Russia frees Israeli mercenary wanted by Colombia: reports
Russia has released Israeli mercenary Yair Klein, whose extradition was sought by Colombia, and he is on his way to Israel, Interfax news agency said Friday, quoting a security source.
"Klein has been freed and he is currently en route to Israel," said the source, without providing any further details.
Israeli television Channel 2 also reported the release and showed video of a smiling Klein leaving his prison in Moscow before heading to the airport and his flight back home.
According to the TV report, he said the first thing he wanted to do is see his family and he also criticised Israel for not obtaining his release sooner.
Klien was sentenced in absentia to 10 years and eight months in jail by a Colombian court in 2001 for training paramilitaries and the strongmen of Medellin drug cartels in military and terrorist techniques in the 1990s.
Klein, a former colonel in Israel's parachute infantry, was arrested in Moscow in 2007 under an Interpol warrant where he went for a holiday and for business.
He had previously been detained for 16 months in the west African country Sierra Leone, accused of selling arms, training Liberian rebels and trafficking diamonds.
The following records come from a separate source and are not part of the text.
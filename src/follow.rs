// Copyright (c) 2018 Fabian Schuiki

//! Follow set computation.
//!
//! The follow set of a nonterminal holds every terminal that can appear
//! immediately after it in some derivation from the start symbol, plus the
//! end of input marker `$` where the nonterminal can end such a derivation.
//! Follow sets depend on each other across productions, so they are grown
//! by repeated passes over all rules until a full pass changes nothing.

use std::fmt;
use std::iter::repeat;

use bit_set::BitSet;

use first::FirstSets;
use grammar::{Grammar, NonterminalId, Symbol, TerminalId, END};
use Pretty;

/// All follow sets of a grammar.
#[derive(Debug, Clone, PartialEq, Eq)]
pub struct FollowSets(Vec<FollowSet>);

/// The follow set of a nonterminal.
#[derive(Debug, Clone, PartialEq, Eq)]
pub struct FollowSet {
    /// The following terminals, by ID. May contain `END`.
    symbols: BitSet,
}

impl FollowSets {
    /// Compute the follow sets of a grammar.
    ///
    /// Seeds the start symbol's follow set with `$`, then applies the two
    /// propagation rules until stable: for every occurrence `B -> α A β`,
    /// the follow set of `A` receives the first set of `β`; and if `β` is
    /// fully nullable (or empty), it also receives the follow set of `B`.
    pub fn compute(grammar: &Grammar, first: &FirstSets) -> FollowSets {
        let num_term = grammar.terminal_id_bound();
        let num_nonterm = grammar.nonterminal_id_bound();
        let mut sets: Vec<BitSet> = repeat(BitSet::with_capacity(num_term))
            .take(num_nonterm)
            .collect();

        if let Some(start) = grammar.start_symbol() {
            sets[start.as_usize()].insert(END.as_usize());
        }

        let mut passes = 0;
        loop {
            passes += 1;
            let mut changed = false;
            for rule in grammar.rules() {
                let lhs = rule.name().as_usize();
                let symbols = rule.symbols();
                for i in 0..symbols.len() {
                    let id = match symbols[i] {
                        Symbol::Nonterminal(id) => id.as_usize(),
                        Symbol::Terminal(_) => continue,
                    };
                    let tail = first.of_sequence(&symbols[i + 1..]);
                    let before = sets[id].len();
                    sets[id].union_with(&tail.symbols);
                    if tail.has_epsilon() {
                        let lhs_follow = sets[lhs].clone();
                        sets[id].union_with(&lhs_follow);
                    }
                    if sets[id].len() != before {
                        changed = true;
                    }
                }
            }
            if !changed {
                break;
            }
        }
        debug!("follow sets stable after {} passes", passes);

        FollowSets(sets.into_iter().map(|s| FollowSet { symbols: s }).collect())
    }

    /// Get the follow set of a nonterminal.
    pub fn nonterminal(&self, id: NonterminalId) -> &FollowSet {
        &self.0[id.as_usize()]
    }

    /// Get a pretty printer for these sets.
    pub fn pretty<'a>(&'a self, grammar: &'a Grammar) -> Pretty<&'a Grammar, &'a Self> {
        Pretty::new(grammar, self)
    }
}

impl FollowSet {
    /// Whether a terminal (or `END`) is in the set.
    pub fn contains(&self, id: TerminalId) -> bool {
        self.symbols.contains(id.as_usize())
    }

    /// Iterate over the terminals in the set, in ID order.
    ///
    /// `END` has the lowest ID, so where present it comes first.
    pub fn terminals<'a>(&'a self) -> Box<Iterator<Item = TerminalId> + 'a> {
        Box::new(self.symbols.iter().map(TerminalId::from_usize))
    }
}

impl<'a> fmt::Display for Pretty<&'a Grammar, &'a FollowSets> {
    fn fmt(&self, f: &mut fmt::Formatter) -> fmt::Result {
        for i in 0..self.item.0.len() {
            if i > 0 {
                write!(f, "\n")?;
            }
            let id = NonterminalId::from_usize(i);
            write!(f, "FOLLOW({}) = {{", id.pretty(self.ctx))?;
            for t in self.item.0[i].terminals() {
                write!(f, " {}", t.pretty(self.ctx))?;
            }
            write!(f, " }}")?;
        }
        Ok(())
    }
}

#[cfg(test)]
mod tests {
    use super::*;
    use grammar::{Grammar, END};
    use parser::parse_grammar;

    fn follow_names(grammar: &Grammar, fs: &FollowSets, name: &str) -> Vec<String> {
        fs.nonterminal(grammar.nonterminal_id(name).unwrap())
            .terminals()
            .map(|t| grammar.terminal_name(t).to_string())
            .collect()
    }

    fn analyze(text: &str) -> (Grammar, FollowSets) {
        let g = parse_grammar(text).unwrap();
        let first = ::first::FirstSets::compute(&g);
        let follow = FollowSets::compute(&g, &first);
        (g, follow)
    }

    #[test]
    fn simple() {
        let (g, follow) = analyze("S -> a A\nA -> b A | ε\n");
        assert_eq!(follow_names(&g, &follow, "S"), vec!["$"]);
        assert_eq!(follow_names(&g, &follow, "A"), vec!["$"]);
    }

    #[test]
    fn end_marker_in_start_follow() {
        let (g, follow) = analyze("S -> a\n");
        let s = g.nonterminal_id("S").unwrap();
        assert!(follow.nonterminal(s).contains(END));
    }

    #[test]
    fn expression_grammar() {
        let (g, follow) = analyze(
            "E -> T E'\nE' -> + T E' | ε\nT -> F T'\nT' -> * F T' | ε\nF -> ( E ) | id\n",
        );
        // Terminal IDs are assigned in rule order: + * ( ) id, END first.
        assert_eq!(follow_names(&g, &follow, "E"), vec!["$", ")"]);
        assert_eq!(follow_names(&g, &follow, "E'"), vec!["$", ")"]);
        assert_eq!(follow_names(&g, &follow, "T"), vec!["$", "+", ")"]);
        assert_eq!(follow_names(&g, &follow, "T'"), vec!["$", "+", ")"]);
        assert_eq!(follow_names(&g, &follow, "F"), vec!["$", "+", "*", ")"]);
    }

    #[test]
    fn nullable_tail_propagates_lhs_follow() {
        // B is followed by the nullable C, so FOLLOW(B) picks up FOLLOW(A)
        // as well as FIRST(C).
        let (g, follow) = analyze("A -> a B C\nB -> b\nC -> c | ε\n");
        let mut names = follow_names(&g, &follow, "B");
        names.sort();
        assert_eq!(names, vec!["$", "c"]);
    }
}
A Russian court approved the extradition request in 2008, but it was the subject of an emergency ruling from the European Court of Human Rights.
In a full ruling in April 2009, the court said Klein faced a serious risk of mistreatment if he was detained in Colombia, and it upheld that decision in a subsequent ruling last week.
Colombian President Juan Manuel Santos strongly protested against last week's decision.
Klein is accused of training Colombian militias to protect landowners, and these groups over time developed into armed gangs specialising in drug trafficking.
Units trained by Klein are accused of killing 3,000 left-wing guerillas and four candidates in the run-up to Colombia's 1990 presidential election.
Klein worked for Gonzalo Rodriguez Gacha, known as "The Mexican", until his death in 1999, and then he was employed by notorious kingpin Pablo Escobar.
Some voices in European intelligence claimed that he maintained links with Mossad, the Israeli secret service.
Klein's release comes in the same week as the extradition to the US of suspected Russian arms dealer Viktor Bout, who had been held in Bangkok since 2008.